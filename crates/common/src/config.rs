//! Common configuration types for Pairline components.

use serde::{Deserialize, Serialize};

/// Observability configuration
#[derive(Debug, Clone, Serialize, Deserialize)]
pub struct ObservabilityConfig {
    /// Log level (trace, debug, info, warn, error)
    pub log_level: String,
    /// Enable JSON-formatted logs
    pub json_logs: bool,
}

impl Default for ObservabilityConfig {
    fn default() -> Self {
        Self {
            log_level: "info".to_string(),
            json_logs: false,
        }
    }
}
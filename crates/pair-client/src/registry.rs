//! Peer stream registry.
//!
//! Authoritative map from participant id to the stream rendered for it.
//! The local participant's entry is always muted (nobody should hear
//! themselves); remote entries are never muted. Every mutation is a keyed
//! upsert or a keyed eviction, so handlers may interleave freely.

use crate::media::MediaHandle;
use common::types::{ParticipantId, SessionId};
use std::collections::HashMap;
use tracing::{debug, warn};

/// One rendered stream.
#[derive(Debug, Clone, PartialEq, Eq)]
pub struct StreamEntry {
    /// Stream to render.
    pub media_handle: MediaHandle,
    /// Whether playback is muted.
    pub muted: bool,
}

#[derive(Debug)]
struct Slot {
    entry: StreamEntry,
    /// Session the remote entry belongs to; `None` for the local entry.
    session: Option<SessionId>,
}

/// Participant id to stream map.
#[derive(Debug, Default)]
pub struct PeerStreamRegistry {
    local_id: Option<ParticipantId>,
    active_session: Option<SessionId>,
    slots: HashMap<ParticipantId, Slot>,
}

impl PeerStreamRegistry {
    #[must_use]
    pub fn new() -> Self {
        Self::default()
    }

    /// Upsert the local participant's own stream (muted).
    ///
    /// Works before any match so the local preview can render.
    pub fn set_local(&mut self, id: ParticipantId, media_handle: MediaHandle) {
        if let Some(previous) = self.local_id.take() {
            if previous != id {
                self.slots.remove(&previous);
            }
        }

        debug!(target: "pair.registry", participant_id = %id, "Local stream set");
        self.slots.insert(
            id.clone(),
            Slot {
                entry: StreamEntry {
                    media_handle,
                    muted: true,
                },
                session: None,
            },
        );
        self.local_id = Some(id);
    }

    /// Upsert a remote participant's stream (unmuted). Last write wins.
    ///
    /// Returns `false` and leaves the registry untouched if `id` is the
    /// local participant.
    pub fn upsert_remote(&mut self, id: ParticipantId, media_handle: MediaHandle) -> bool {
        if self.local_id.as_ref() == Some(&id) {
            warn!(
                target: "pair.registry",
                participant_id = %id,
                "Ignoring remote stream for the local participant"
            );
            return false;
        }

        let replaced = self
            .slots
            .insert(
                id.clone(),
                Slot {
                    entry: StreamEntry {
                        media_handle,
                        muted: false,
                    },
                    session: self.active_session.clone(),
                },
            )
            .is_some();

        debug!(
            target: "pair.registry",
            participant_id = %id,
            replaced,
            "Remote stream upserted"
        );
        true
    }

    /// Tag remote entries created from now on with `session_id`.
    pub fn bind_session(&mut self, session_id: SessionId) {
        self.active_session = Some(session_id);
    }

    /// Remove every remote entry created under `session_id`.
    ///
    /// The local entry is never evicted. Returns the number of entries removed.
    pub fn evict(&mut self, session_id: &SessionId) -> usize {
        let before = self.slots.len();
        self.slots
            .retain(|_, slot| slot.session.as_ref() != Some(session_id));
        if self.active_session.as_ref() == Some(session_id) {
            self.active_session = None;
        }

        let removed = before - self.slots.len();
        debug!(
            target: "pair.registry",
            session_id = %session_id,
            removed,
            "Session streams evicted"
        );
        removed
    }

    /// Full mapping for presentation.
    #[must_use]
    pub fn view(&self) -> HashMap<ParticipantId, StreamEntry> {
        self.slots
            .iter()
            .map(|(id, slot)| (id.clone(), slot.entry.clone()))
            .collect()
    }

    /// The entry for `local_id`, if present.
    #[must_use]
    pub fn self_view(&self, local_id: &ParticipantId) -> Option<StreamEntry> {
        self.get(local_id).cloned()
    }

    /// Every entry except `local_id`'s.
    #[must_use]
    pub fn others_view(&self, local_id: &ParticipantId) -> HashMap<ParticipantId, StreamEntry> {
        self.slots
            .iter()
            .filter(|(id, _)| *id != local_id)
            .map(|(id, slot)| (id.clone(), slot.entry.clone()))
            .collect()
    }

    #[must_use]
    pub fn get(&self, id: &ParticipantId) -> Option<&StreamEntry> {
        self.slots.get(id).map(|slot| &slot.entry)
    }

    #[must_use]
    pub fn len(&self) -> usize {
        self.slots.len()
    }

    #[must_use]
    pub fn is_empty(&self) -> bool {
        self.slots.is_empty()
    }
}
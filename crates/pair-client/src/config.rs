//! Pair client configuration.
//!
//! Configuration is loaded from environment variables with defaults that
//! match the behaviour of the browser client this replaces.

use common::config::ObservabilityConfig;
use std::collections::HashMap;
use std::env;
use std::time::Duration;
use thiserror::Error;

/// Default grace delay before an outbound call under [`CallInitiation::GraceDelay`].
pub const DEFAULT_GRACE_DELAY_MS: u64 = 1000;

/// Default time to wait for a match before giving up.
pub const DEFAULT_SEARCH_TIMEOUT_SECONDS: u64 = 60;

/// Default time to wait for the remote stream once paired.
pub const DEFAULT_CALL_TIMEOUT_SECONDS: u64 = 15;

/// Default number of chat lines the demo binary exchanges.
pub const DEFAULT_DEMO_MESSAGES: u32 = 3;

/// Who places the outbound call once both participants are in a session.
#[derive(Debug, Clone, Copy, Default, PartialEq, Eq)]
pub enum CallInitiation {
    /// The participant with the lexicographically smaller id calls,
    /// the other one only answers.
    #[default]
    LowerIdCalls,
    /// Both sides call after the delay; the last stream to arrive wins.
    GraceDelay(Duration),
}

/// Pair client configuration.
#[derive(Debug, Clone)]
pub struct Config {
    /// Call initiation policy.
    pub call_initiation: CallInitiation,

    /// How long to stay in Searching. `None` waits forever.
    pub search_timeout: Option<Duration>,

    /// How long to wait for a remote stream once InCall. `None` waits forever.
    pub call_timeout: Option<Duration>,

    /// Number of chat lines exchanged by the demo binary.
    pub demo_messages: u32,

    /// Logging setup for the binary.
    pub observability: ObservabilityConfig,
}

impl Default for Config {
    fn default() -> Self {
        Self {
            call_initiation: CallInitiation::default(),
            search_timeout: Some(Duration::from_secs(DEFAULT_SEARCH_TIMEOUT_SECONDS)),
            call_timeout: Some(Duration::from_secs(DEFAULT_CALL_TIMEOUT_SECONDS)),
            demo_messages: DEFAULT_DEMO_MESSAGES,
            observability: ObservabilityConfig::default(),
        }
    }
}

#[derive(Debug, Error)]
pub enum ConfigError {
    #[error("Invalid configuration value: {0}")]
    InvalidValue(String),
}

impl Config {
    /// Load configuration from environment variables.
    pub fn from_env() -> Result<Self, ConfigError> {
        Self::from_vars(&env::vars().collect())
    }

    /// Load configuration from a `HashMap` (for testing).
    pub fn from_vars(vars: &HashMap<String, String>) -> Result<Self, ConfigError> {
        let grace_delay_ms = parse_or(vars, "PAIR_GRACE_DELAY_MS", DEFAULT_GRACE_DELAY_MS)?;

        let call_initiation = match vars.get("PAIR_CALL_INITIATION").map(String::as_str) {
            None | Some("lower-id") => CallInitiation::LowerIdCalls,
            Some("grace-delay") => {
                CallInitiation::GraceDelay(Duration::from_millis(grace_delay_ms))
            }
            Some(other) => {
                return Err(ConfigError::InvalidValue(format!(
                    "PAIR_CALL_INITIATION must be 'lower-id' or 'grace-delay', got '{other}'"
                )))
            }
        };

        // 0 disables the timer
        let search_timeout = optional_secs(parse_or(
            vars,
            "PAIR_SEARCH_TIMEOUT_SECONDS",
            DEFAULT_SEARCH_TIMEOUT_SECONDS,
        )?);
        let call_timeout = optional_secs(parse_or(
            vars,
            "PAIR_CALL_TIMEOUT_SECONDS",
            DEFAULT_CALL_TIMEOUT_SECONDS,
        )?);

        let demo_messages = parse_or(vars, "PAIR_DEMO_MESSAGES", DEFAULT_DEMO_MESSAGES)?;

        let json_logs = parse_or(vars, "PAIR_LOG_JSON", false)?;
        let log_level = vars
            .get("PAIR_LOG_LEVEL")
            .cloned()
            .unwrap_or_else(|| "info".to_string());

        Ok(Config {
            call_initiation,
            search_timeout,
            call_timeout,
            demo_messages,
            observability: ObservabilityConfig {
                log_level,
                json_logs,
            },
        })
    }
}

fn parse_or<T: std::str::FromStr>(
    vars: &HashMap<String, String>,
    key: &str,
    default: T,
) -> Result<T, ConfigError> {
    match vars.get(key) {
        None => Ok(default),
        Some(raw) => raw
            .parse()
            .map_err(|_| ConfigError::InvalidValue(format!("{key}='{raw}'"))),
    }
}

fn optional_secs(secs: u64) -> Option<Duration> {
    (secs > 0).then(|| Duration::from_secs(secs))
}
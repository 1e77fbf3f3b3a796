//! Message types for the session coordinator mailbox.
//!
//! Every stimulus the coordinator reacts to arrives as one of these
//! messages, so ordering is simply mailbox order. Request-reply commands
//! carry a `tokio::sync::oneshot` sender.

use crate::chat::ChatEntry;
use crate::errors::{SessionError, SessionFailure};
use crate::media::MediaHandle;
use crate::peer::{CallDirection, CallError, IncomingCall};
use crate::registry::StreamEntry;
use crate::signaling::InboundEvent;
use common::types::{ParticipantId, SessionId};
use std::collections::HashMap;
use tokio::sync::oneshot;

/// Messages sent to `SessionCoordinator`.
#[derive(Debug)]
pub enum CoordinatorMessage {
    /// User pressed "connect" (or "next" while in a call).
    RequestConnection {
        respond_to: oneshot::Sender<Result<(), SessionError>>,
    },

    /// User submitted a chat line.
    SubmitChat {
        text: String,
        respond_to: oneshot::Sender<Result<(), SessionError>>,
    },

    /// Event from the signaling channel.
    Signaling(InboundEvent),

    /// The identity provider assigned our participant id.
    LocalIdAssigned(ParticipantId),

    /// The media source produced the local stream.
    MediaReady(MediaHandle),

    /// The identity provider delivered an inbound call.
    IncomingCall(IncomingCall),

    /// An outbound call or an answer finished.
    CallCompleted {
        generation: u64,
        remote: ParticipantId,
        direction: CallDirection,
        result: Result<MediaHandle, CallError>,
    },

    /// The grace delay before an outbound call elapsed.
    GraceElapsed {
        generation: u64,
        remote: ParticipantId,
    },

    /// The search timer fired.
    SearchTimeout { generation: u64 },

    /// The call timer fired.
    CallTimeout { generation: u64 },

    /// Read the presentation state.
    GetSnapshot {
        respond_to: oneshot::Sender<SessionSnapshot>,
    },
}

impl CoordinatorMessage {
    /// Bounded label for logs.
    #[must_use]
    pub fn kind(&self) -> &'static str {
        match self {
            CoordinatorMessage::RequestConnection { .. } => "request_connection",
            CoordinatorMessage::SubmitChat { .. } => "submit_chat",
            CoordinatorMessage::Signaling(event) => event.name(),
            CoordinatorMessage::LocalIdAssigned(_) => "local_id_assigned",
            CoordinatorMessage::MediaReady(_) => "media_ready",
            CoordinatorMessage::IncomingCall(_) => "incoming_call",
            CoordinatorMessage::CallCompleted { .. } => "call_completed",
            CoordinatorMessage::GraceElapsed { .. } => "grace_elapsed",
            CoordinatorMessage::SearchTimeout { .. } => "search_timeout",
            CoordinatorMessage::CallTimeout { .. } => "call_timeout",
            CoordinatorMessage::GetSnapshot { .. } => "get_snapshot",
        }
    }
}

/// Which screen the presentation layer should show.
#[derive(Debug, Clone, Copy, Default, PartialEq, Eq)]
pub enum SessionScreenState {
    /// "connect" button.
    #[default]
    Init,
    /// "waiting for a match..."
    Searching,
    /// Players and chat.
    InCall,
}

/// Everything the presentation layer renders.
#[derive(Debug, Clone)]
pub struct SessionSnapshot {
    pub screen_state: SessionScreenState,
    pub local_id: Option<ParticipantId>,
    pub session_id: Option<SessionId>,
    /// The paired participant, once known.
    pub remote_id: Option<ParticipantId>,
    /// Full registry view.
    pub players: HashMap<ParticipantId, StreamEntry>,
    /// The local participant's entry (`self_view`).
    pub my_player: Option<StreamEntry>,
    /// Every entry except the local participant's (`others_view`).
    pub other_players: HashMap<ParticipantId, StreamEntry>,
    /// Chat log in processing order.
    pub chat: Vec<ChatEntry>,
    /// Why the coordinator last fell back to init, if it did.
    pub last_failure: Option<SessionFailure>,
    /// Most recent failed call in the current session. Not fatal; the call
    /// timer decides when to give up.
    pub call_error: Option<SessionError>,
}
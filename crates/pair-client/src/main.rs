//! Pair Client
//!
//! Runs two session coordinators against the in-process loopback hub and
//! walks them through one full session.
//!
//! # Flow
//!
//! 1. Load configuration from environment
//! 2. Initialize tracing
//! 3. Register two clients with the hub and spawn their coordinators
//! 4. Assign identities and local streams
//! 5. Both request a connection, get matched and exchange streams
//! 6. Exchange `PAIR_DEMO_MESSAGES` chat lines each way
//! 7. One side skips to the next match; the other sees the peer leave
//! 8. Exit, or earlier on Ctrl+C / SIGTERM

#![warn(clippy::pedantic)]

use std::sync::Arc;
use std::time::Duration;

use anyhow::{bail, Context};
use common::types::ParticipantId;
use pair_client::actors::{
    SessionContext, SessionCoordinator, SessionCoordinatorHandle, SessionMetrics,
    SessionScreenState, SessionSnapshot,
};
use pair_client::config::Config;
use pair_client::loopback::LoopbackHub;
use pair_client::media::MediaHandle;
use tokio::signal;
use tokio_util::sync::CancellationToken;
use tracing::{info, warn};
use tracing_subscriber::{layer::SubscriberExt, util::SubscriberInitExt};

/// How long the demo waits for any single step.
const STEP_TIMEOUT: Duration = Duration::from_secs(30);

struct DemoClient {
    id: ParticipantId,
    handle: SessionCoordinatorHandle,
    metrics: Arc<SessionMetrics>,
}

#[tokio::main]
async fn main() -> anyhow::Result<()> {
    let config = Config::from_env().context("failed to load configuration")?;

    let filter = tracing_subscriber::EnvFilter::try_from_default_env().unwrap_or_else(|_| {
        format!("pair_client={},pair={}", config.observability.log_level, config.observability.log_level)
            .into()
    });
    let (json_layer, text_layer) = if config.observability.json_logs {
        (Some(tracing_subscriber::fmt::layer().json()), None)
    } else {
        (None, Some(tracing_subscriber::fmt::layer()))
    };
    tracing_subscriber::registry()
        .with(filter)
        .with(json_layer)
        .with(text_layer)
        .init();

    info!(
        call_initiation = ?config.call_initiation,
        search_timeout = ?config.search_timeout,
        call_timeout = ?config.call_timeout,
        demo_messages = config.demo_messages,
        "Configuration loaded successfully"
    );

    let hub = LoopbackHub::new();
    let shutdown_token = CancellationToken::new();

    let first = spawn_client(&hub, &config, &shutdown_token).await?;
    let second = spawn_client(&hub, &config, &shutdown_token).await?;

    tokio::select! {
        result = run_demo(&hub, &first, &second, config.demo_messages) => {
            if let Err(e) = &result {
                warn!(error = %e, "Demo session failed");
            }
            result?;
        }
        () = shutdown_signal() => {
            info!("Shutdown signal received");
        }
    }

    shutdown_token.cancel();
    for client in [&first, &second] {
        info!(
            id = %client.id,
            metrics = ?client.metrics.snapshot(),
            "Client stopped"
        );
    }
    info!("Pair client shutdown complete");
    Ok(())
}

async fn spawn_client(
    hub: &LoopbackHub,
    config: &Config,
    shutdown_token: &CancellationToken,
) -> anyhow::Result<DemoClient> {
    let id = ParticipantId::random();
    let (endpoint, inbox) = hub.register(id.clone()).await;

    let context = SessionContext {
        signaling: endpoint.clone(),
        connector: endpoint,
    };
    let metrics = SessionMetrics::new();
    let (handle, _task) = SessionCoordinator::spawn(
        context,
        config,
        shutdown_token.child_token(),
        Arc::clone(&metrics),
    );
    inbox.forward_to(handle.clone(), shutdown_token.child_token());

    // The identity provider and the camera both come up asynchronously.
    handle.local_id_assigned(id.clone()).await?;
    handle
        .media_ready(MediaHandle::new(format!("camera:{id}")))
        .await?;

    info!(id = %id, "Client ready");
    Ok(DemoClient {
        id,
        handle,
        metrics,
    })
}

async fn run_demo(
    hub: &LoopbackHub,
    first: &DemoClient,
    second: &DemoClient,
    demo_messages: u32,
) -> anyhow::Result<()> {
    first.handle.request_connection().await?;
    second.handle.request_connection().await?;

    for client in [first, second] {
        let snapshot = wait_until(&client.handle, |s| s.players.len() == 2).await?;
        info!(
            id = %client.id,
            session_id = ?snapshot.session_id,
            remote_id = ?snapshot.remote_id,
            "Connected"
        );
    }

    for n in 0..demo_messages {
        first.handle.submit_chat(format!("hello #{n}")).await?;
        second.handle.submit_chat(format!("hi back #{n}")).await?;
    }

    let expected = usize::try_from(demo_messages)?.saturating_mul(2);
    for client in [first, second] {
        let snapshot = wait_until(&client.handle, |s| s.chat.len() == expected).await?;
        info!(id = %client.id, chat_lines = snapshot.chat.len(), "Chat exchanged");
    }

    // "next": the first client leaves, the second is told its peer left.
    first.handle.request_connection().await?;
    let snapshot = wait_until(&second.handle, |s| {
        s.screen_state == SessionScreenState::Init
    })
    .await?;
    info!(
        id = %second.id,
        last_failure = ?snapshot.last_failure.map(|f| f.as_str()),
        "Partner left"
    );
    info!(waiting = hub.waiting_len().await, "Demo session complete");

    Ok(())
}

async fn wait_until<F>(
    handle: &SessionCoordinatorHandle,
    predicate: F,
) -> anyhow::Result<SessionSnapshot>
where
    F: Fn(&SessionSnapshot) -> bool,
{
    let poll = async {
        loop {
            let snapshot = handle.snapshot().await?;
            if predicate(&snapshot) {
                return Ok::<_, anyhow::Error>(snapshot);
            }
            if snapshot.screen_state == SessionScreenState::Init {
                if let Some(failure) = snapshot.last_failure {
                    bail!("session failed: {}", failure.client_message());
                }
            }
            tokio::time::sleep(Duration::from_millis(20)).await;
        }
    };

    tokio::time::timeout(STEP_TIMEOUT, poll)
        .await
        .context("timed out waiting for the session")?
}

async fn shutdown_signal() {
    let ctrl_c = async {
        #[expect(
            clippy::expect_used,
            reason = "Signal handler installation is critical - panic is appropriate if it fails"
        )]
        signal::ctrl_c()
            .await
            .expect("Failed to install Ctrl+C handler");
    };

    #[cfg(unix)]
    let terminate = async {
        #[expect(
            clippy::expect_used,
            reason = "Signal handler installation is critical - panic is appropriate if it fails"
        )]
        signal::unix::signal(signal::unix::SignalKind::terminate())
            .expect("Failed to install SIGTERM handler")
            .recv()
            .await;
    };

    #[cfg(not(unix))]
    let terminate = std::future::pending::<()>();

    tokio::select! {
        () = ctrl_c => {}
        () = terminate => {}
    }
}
────────────────
### Work to complete
Beginning with the first line of the listing above, print each line exactly until you have printed the line that contains "#[derive(Debug, Default)]".

### Output of the exercise
filename crates/common/src/config.rs
//! Common configuration types for Pairline components.

use serde::{Deserialize, Serialize};

/// Observability configuration
#[derive(Debug, Clone, Serialize, Deserialize)]
pub struct ObservabilityConfig {
    /// Log level (trace, debug, info, warn, error)
    pub log_level: String,
    /// Enable JSON-formatted logs
    pub json_logs: bool,
}

impl Default for ObservabilityConfig {
    fn default() -> Self {
        Self {
            log_level: "info".to_string(),
            json_logs: false,
        }
    }
}
filename crates/pair-client/src/registry.rs
//! Peer stream registry.
//!
//! Authoritative map from participant id to the stream rendered for it.
//! The local participant's entry is always muted (nobody should hear
//! themselves); remote entries are never muted. Every mutation is a keyed
//! upsert or a keyed eviction, so handlers may interleave freely.

use crate::media::MediaHandle;
use common::types::{ParticipantId, SessionId};
use std::collections::HashMap;
use tracing::{debug, warn};

/// One rendered stream.
#[derive(Debug, Clone, PartialEq, Eq)]
pub struct StreamEntry {
    /// Stream to render.
    pub media_handle: MediaHandle,
    /// Whether playback is muted.
    pub muted: bool,
}

#[derive(Debug)]
struct Slot {
    entry: StreamEntry,
    /// Session the remote entry belongs to; `None` for the local entry.
    session: Option<SessionId>,
}

/// Participant id to stream map.
#[derive(Debug, Default)]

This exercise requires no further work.